In 2021, the fishing fleet landed 2.59 million tons of fish and shellfish, a slight decrease from 2.62 million tons the year before.  But even with a slight reduction in the amount of catches, the total landed value increased by NOK 1.1 billion to NOK 23.9 billion. This is a 4.5 percent increase from the previous year.

The employment effects from fishing activity in 2021 were 18,800 employees. Of these, 10,700 worked directly in the fisheries, while 8100 worked for industry suppliers. 
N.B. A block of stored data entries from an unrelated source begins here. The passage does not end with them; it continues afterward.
//! Serial number allocation.
//!
//! Invoices carry `{prefix}{counter:03}` serials drawn from two independent
//! branches, one for GST-registered parties and one for everyone else. The
//! counters live in [`InvoiceSettings`]; the functions here are pure, taking
//! the settings value in and handing an updated one back for the caller to
//! persist.
//!
//! Purchases use a separate `PUR-NNNNN` scheme derived from the previous
//! entry's serial rather than a stored counter.

use crate::error::{Error, Result};
use crate::models::InvoiceSettings;

/// Prefix of purchase entry serials.
pub const PURCHASE_SERIAL_PREFIX: &str = "PUR-";

/// Counter the branch would issue next, before any fallback to 1.
fn branch_or_legacy(is_registered: bool, settings: &InvoiceSettings) -> Option<u64> {
    settings
        .branch_counter(is_registered)
        .or(settings.next_serial_no)
}

/// Serial the next invoice for this kind of party would receive.
///
/// Does not change anything; calling it twice returns the same value.
///
/// # Example
///
/// ```
/// use dealer_ledger::models::InvoiceSettings;
/// use dealer_ledger::serial::peek_next_serial;
///
/// let settings = InvoiceSettings::default();
/// assert_eq!(peek_next_serial(true, &settings), "REG-INV-001");
/// assert_eq!(peek_next_serial(false, &settings), "NON-INV-001");
/// ```
pub fn peek_next_serial(is_registered: bool, settings: &InvoiceSettings) -> String {
    let counter = branch_or_legacy(is_registered, settings).unwrap_or(1);
    format!("{}{:03}", settings.prefix_for(is_registered), counter)
}

/// Settings after one serial has been issued from the given branch.
///
/// Only the used branch moves, to one past the number [`peek_next_serial`]
/// issued. The legacy `nextSerialNo` is recomputed as
/// the highest of both branch counters and its previous value (at least 1),
/// so it never goes down.
///
/// # Errors
///
/// Returns `Error::ValidationError` when the branch counter is already at
/// `u64::MAX` and no further serial can be issued.
pub fn advance(is_registered: bool, settings: &InvoiceSettings) -> Result<InvoiceSettings> {
    let mut next = settings.clone();
    let issued = branch_or_legacy(is_registered, settings).unwrap_or(1);
    let following = issued.checked_add(1).ok_or_else(|| {
        Error::ValidationError(format!(
            "serial counter exhausted for {}",
            settings.prefix_for(is_registered)
        ))
    })?;
    next.set_branch_counter(is_registered, following);

    let legacy = settings.next_serial_no.unwrap_or(1).max(1);
    let high_water = [
        next.next_registered_serial_no.unwrap_or(0),
        next.next_non_registered_serial_no.unwrap_or(0),
        legacy,
    ]
    .into_iter()
    .max()
    .unwrap_or(legacy);
    next.next_serial_no = Some(high_water);
    Ok(next)
}

/// Serial for a new purchase entry, given the last stored entry's serial.
///
/// Continues from the numeric suffix of a `PUR-` serial; anything else
/// (no previous entry, a hand-typed serial, an unparsable suffix) restarts
/// at `PUR-00001`.
pub fn next_purchase_serial(last_serial: Option<&str>) -> String {
    let next = last_serial
        .and_then(|s| s.strip_prefix(PURCHASE_SERIAL_PREFIX))
        .and_then(|n| n.parse::<u64>().ok())
        .map_or(1, |n| n + 1);
    format!("{}{:05}", PURCHASE_SERIAL_PREFIX, next)
}
//! High-level ledger service.
//!
//! [`DealerService`] is the single entry point front-ends use: invoice,
//! purchase and customer lifecycles, settings, listing, backup and change
//! subscriptions. Each operation loads the keys it needs, validates,
//! computes the new values in memory, then writes them through one
//! [`WriteBatch`] so nothing is written when validation fails.

mod backup;
mod customers;
mod invoices;
mod purchases;
mod settings;

pub use backup::backup_file_name;

use crate::backend::StoreBackend;
use crate::config::ServiceConfig;
use crate::error::Result;
use crate::key::KeyBuilder;
use crate::repository::{ChangeSubscription, RecordStore, WriteBatch};
use chrono::{DateTime, FixedOffset, NaiveDate};
use std::sync::Arc;

/// Records manager for one dealership store.
///
/// Wraps its state in `Arc`, so clones are cheap and share the backend.
/// Operations assume a single logical writer: two clones saving at the same
/// time can interleave their read-modify-write cycles.
///
/// # Example
///
/// ```ignore
/// use dealer_ledger::{DealerService, backend::InMemoryBackend};
///
/// let ledger = DealerService::new(InMemoryBackend::new());
/// let party = ledger.create_customer(customer_form).await?;
/// let entry = ledger.create_purchase(purchase_form).await?;
/// let invoice = ledger.create_invoice(invoice_form).await?;
/// ```
#[derive(Clone)]
pub struct DealerService<B: StoreBackend> {
    inner: Arc<Inner<B>>,
}

struct Inner<B: StoreBackend> {
    store: RecordStore<B>,
    config: ServiceConfig,
}

impl<B: StoreBackend> DealerService<B> {
    /// Create a service with the default configuration.
    pub fn new(backend: B) -> Self {
        Self::with_config(backend, ServiceConfig::default())
    }

    /// Create a service with custom configuration.
    pub fn with_config(backend: B, config: ServiceConfig) -> Self {
        let store = RecordStore::new(
            backend,
            KeyBuilder::new(config.namespace.clone()),
            config.metrics.clone(),
        );
        DealerService {
            inner: Arc::new(Inner { store, config }),
        }
    }

    pub fn config(&self) -> &ServiceConfig {
        &self.inner.config
    }

    /// Typed store underneath the service.
    pub fn store(&self) -> &RecordStore<B> {
        &self.inner.store
    }

    /// Subscribe to changes of any of the seven keys.
    ///
    /// Intended for re-rendering views; the service never reads it.
    pub fn subscribe(&self) -> ChangeSubscription {
        self.inner.store.subscribe()
    }

    async fn commit(&self, batch: WriteBatch) -> Result<()> {
        self.inner
            .store
            .commit(batch, self.inner.config.write_strategy)
            .await
    }
}

/// Inclusive range of calendar days used to filter listings.
///
/// Dates are compared in each record's own UTC offset, so an invoice dated
/// `2024-05-01T00:30:00+05:30` falls on May 1.
#[derive(Clone, Copy, Debug, Default, PartialEq, Eq)]
pub struct DateRange {
    pub start: Option<NaiveDate>,
    pub end: Option<NaiveDate>,
}

impl DateRange {
    /// No bounds.
    pub fn all() -> Self {
        DateRange::default()
    }

    pub fn between(start: NaiveDate, end: NaiveDate) -> Self {
        DateRange {
            start: Some(start),
            end: Some(end),
        }
    }

    pub fn since(start: NaiveDate) -> Self {
        DateRange {
            start: Some(start),
            end: None,
        }
    }

    pub fn until(end: NaiveDate) -> Self {
        DateRange {
            start: None,
            end: Some(end),
        }
    }

    pub fn contains(&self, at: &DateTime<FixedOffset>) -> bool {
        let day = at.date_naive();
        self.start.map_or(true, |s| day >= s) && self.end.map_or(true, |e| day <= e)
    }
}

#[cfg(test)]
mod tests {
    use super::*;
    use crate::backend::InMemoryBackend;

    fn at(s: &str) -> DateTime<FixedOffset> {
        DateTime::parse_from_rfc3339(s).unwrap()
    }

    #[test]
    fn test_date_range_is_inclusive() {
        let may = DateRange::between(
            NaiveDate::from_ymd_opt(2024, 5, 1).unwrap(),
            NaiveDate::from_ymd_opt(2024, 5, 31).unwrap(),
        );
        assert!(may.contains(&at("2024-05-01T00:30:00+05:30")));
        assert!(may.contains(&at("2024-05-31T23:59:00+05:30")));
        assert!(!may.contains(&at("2024-06-01T00:00:00+05:30")));
        assert!(DateRange::all().contains(&at("1999-01-01T00:00:00Z")));
    }

    #[test]
    fn test_open_ended_ranges() {
        let day = NaiveDate::from_ymd_opt(2024, 5, 10).unwrap();
        assert!(DateRange::since(day).contains(&at("2024-05-10T08:00:00+05:30")));
        assert!(!DateRange::since(day).contains(&at("2024-05-09T08:00:00+05:30")));
        assert!(DateRange::until(day).contains(&at("2024-05-09T08:00:00+05:30")));
    }

    #[test]
    fn test_service_clone_shares_state() {
        let service1 = DealerService::new(InMemoryBackend::new());
        let service2 = service1.clone();

        assert!(Arc::ptr_eq(&service1.inner, &service2.inner));
        assert_eq!(service2.config().namespace, "autoSalesManager");
    }
}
“Even with structuring and fewer vessels, the fisheries are still of great importance regarding settlement and business development in many municipalities”, says Nofima scientist Audun Iversen. 

250 municipalities

The direct value creation is distributed among approximately 250 municipalities. Fishery companies are largely concentrated in Northern and Western Norway, meaning the overall ripple effects are greatest in these regions. Total employment is highest in Troms and Finnmark (3800), Møre og Romsdal (3400), Vestland (3200), and Nordland (3000). 

Norwegian fisheries provide significant value creation. In 2021, the fisheries created a net value creation of NOK 21.4 billion

“Value creation in the fishing fleet was NOK 13.8 billion, while NOK 7.6 billion of the value creation was ripple effects in the fleet’s suppliers”, says Nofima project manager Roy Robertsen.

Direct value creation in the fisheries is divided into 46% as remuneration to fishermen, 45% as profit to capital owners and 9% as tax to the state, counties and municipalities. 

The total effects of taxation in 2021 amount to approximately NOK 5.8 billion. The researchers have calculated that approximately NOK 4.9 billion of this goes to the state as tax payments, while approximately NOK 720 million goes to the municipalities.

The number of vessels has remained relatively stable at 6000 in recent years, but decreased last year to 5600. Much of the fleet continues to be made up of small vessels under 11 metres in length. These constitute 80% of the fishing fleet, but an increasing proportion of the catch is taken by larger vessels.

Structuring within the fishing fleet has meant that quotas are distributed between fewer vessels, which in turn leads to the construction of new and larger vessels. 

“Changes in fleet structure and new construction also lead to changes in the ripple effects, both in the composition of what is purchased and geographical changes”, says Nofima scientist Thomas Nyrud.